Exercise data START
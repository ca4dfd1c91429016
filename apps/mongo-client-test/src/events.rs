//! Driver event listeners.
//!
//! Each listener logs its share of the driver lifecycle and bumps
//! `driver_events_total{eventName, value}`. [`ConnectionStateListener`]
//! additionally derives connect / disconnect transitions from topology
//! changes and publishes them through [`ConnectionState`].

use database::mongodb::{DriverEvent, DriverEventListener, TopologyKind, node_name};
use observability::DriverMetrics;
use std::sync::atomic::{AtomicBool, AtomicU64, Ordering};
use std::sync::{Arc, Mutex, MutexGuard};
use std::time::{Duration, Instant};
use tracing::{debug, error, info, warn};

fn lock<T>(mutex: &Mutex<T>) -> MutexGuard<'_, T> {
    mutex.lock().unwrap_or_else(|poisoned| poisoned.into_inner())
}

/// Server opening / closed / description changed
#[derive(Debug, Default)]
pub struct ServerListener;

impl DriverEventListener for ServerListener {
    fn on_event(&self, event: &DriverEvent) {
        match event {
            DriverEvent::ServerOpening { address, topology_id } => {
                let node = node_name(address);
                info!(node = %node, topology_id = %topology_id, "Server opening");
                DriverMetrics::event(event.name(), &node);
            }
            DriverEvent::ServerClosed { address, topology_id } => {
                let node = node_name(address);
                warn!(node = %node, topology_id = %topology_id, "Server closed");
                DriverMetrics::event(event.name(), &node);
            }
            DriverEvent::ServerDescriptionChanged {
                address,
                previous_type,
                new_type,
            } => {
                if previous_type != new_type {
                    info!(
                        node = %node_name(address),
                        "Server description changed: {previous_type} --> {new_type}"
                    );
                } else {
                    debug!(node = %node_name(address), "Server description changed: {new_type}");
                }
                DriverMetrics::event(event.name(), "");
            }
            _ => {}
        }
    }
}

/// Heartbeat started / succeeded / failed
#[derive(Debug, Default)]
pub struct HeartbeatListener;

impl DriverEventListener for HeartbeatListener {
    fn on_event(&self, event: &DriverEvent) {
        match event {
            DriverEvent::HeartbeatStarted { address } => {
                let node = node_name(address);
                debug!(node = %node, "Heartbeat started");
                DriverMetrics::event(event.name(), &node);
            }
            DriverEvent::HeartbeatSucceeded { address, duration } => {
                let node = node_name(address);
                debug!(node = %node, duration_ms = duration.as_millis() as u64, "Heartbeat succeeded");
                DriverMetrics::event(event.name(), &node);
            }
            DriverEvent::HeartbeatFailed {
                address,
                duration,
                failure,
            } => {
                let node = node_name(address);
                error!(
                    node = %node,
                    duration_ms = duration.as_millis() as u64,
                    error = %failure,
                    "Heartbeat failed"
                );
                DriverMetrics::event(event.name(), &node);
            }
            _ => {}
        }
    }
}

/// Topology opening / closed / description changed; tracks the primary
#[derive(Debug, Default)]
pub struct TopologyListener {
    primary: Mutex<Option<String>>,
}

impl TopologyListener {
    pub fn new() -> Self {
        Self::default()
    }

    /// Node name of the last primary seen
    pub fn primary(&self) -> Option<String> {
        lock(&self.primary).clone()
    }

    fn track_primary(&self, new: TopologyKind, primary: Option<&str>) {
        match new {
            TopologyKind::ReplicaSetWithPrimary => {
                DriverMetrics::set_has_primary(true);

                let Some(address) = primary else {
                    return;
                };
                let node = node_name(address);
                let mut current = lock(&self.primary);
                if current.as_deref() != Some(node.as_str()) {
                    info!(
                        previous = current.as_deref().unwrap_or("none"),
                        primary = %node,
                        "Primary changed"
                    );
                    DriverMetrics::primary_changed(&node);
                    *current = Some(node);
                }
            }
            TopologyKind::ReplicaSetNoPrimary => {
                warn!("Replica set has no primary");
                DriverMetrics::set_has_primary(false);
            }
            _ => {}
        }
    }
}

impl DriverEventListener for TopologyListener {
    fn on_event(&self, event: &DriverEvent) {
        match event {
            DriverEvent::TopologyOpening { topology_id } => {
                info!(topology_id = %topology_id, "Topology opening");
                DriverMetrics::event(event.name(), "");
            }
            DriverEvent::TopologyClosed { topology_id } => {
                warn!(topology_id = %topology_id, "Topology closed");
                DriverMetrics::event(event.name(), "");
            }
            DriverEvent::TopologyDescriptionChanged {
                topology_id,
                previous,
                new,
                primary,
            } => {
                if previous != new {
                    info!(
                        topology_id = %topology_id,
                        "Topology description changed: {previous} --> {new}"
                    );
                } else {
                    debug!(topology_id = %topology_id, "Topology description changed: {new}");
                }
                self.track_primary(*new, primary.as_deref());
                DriverMetrics::event(event.name(), "");
            }
            _ => {}
        }
    }
}

/// Connection status shared by the state listener and the poller
#[derive(Debug, Default)]
pub struct ConnectionState {
    connected: AtomicBool,
    ever_connected: AtomicBool,
    disconnected_at: Mutex<Option<Instant>>,
    /// Set by a disconnect, cleared by the first successful task after it
    first_query_since: Mutex<Option<Instant>>,
    /// Tasks started while disconnected, reported once connected again
    disconnected_executions: AtomicU64,
}

impl ConnectionState {
    pub fn new() -> Self {
        Self::default()
    }

    pub fn is_connected(&self) -> bool {
        self.connected.load(Ordering::SeqCst)
    }

    /// Time since the last disconnect, once per disconnect
    pub fn take_first_query_wait(&self) -> Option<Duration> {
        lock(&self.first_query_since)
            .take()
            .map(|since| since.elapsed())
    }

    pub fn count_disconnected_execution(&self) {
        self.disconnected_executions.fetch_add(1, Ordering::Relaxed);
    }

    /// Tasks started while disconnected since the last call
    pub fn take_disconnected_executions(&self) -> u64 {
        self.disconnected_executions.swap(0, Ordering::Relaxed)
    }

    /// Mark connected. `None` when already connected; a reconnect carries
    /// the time spent disconnected.
    pub(crate) fn connect(&self) -> Option<Transition> {
        if self.connected.swap(true, Ordering::SeqCst) {
            return None;
        }
        if !self.ever_connected.swap(true, Ordering::SeqCst) {
            return Some(Transition::Connected);
        }
        let outage = lock(&self.disconnected_at)
            .take()
            .map(|since| since.elapsed())
            .unwrap_or_default();
        Some(Transition::Reconnected(outage))
    }

    /// Mark disconnected. Returns false when already disconnected.
    pub(crate) fn disconnect(&self) -> bool {
        if !self.connected.swap(false, Ordering::SeqCst) {
            return false;
        }
        let now = Instant::now();
        *lock(&self.disconnected_at) = Some(now);
        lock(&self.first_query_since).get_or_insert(now);
        true
    }
}

pub(crate) enum Transition {
    Connected,
    Reconnected(Duration),
}

/// Turns topology changes into connected / disconnected / reconnected
#[derive(Debug)]
pub struct ConnectionStateListener {
    state: Arc<ConnectionState>,
}

impl ConnectionStateListener {
    pub fn new(state: Arc<ConnectionState>) -> Self {
        Self { state }
    }

    fn connected(&self) {
        match self.state.connect() {
            None => {}
            Some(Transition::Connected) => {
                info!("Connected to MongoDB");
                DriverMetrics::connection_event("connected");
            }
            Some(Transition::Reconnected(outage)) => {
                info!(
                    outage_ms = outage.as_millis() as u64,
                    "Reconnected to MongoDB"
                );
                DriverMetrics::connection_event("connected");
                DriverMetrics::connection_event("reconnected");
                DriverMetrics::reconnected_after(outage);
            }
        }
    }

    fn disconnected(&self) {
        if self.state.disconnect() {
            warn!("Disconnected from MongoDB");
            DriverMetrics::connection_event("disconnected");
        }
    }
}

impl DriverEventListener for ConnectionStateListener {
    fn on_event(&self, event: &DriverEvent) {
        match event {
            DriverEvent::TopologyDescriptionChanged { new, .. } => {
                if new.is_usable() {
                    self.connected();
                } else {
                    self.disconnected();
                }
            }
            DriverEvent::TopologyClosed { .. } => self.disconnected(),
            _ => {}
        }
    }
}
Exercise data END
Exercise details: Which lines of the entries above contain the word "DriverEventListener"? Copy each of them.

Response to this exercise:
use database::mongodb::{DriverEvent, DriverEventListener, TopologyKind, node_name};
impl DriverEventListener for ServerListener {
impl DriverEventListener for HeartbeatListener {
impl DriverEventListener for TopologyListener {
impl DriverEventListener for ConnectionStateListener {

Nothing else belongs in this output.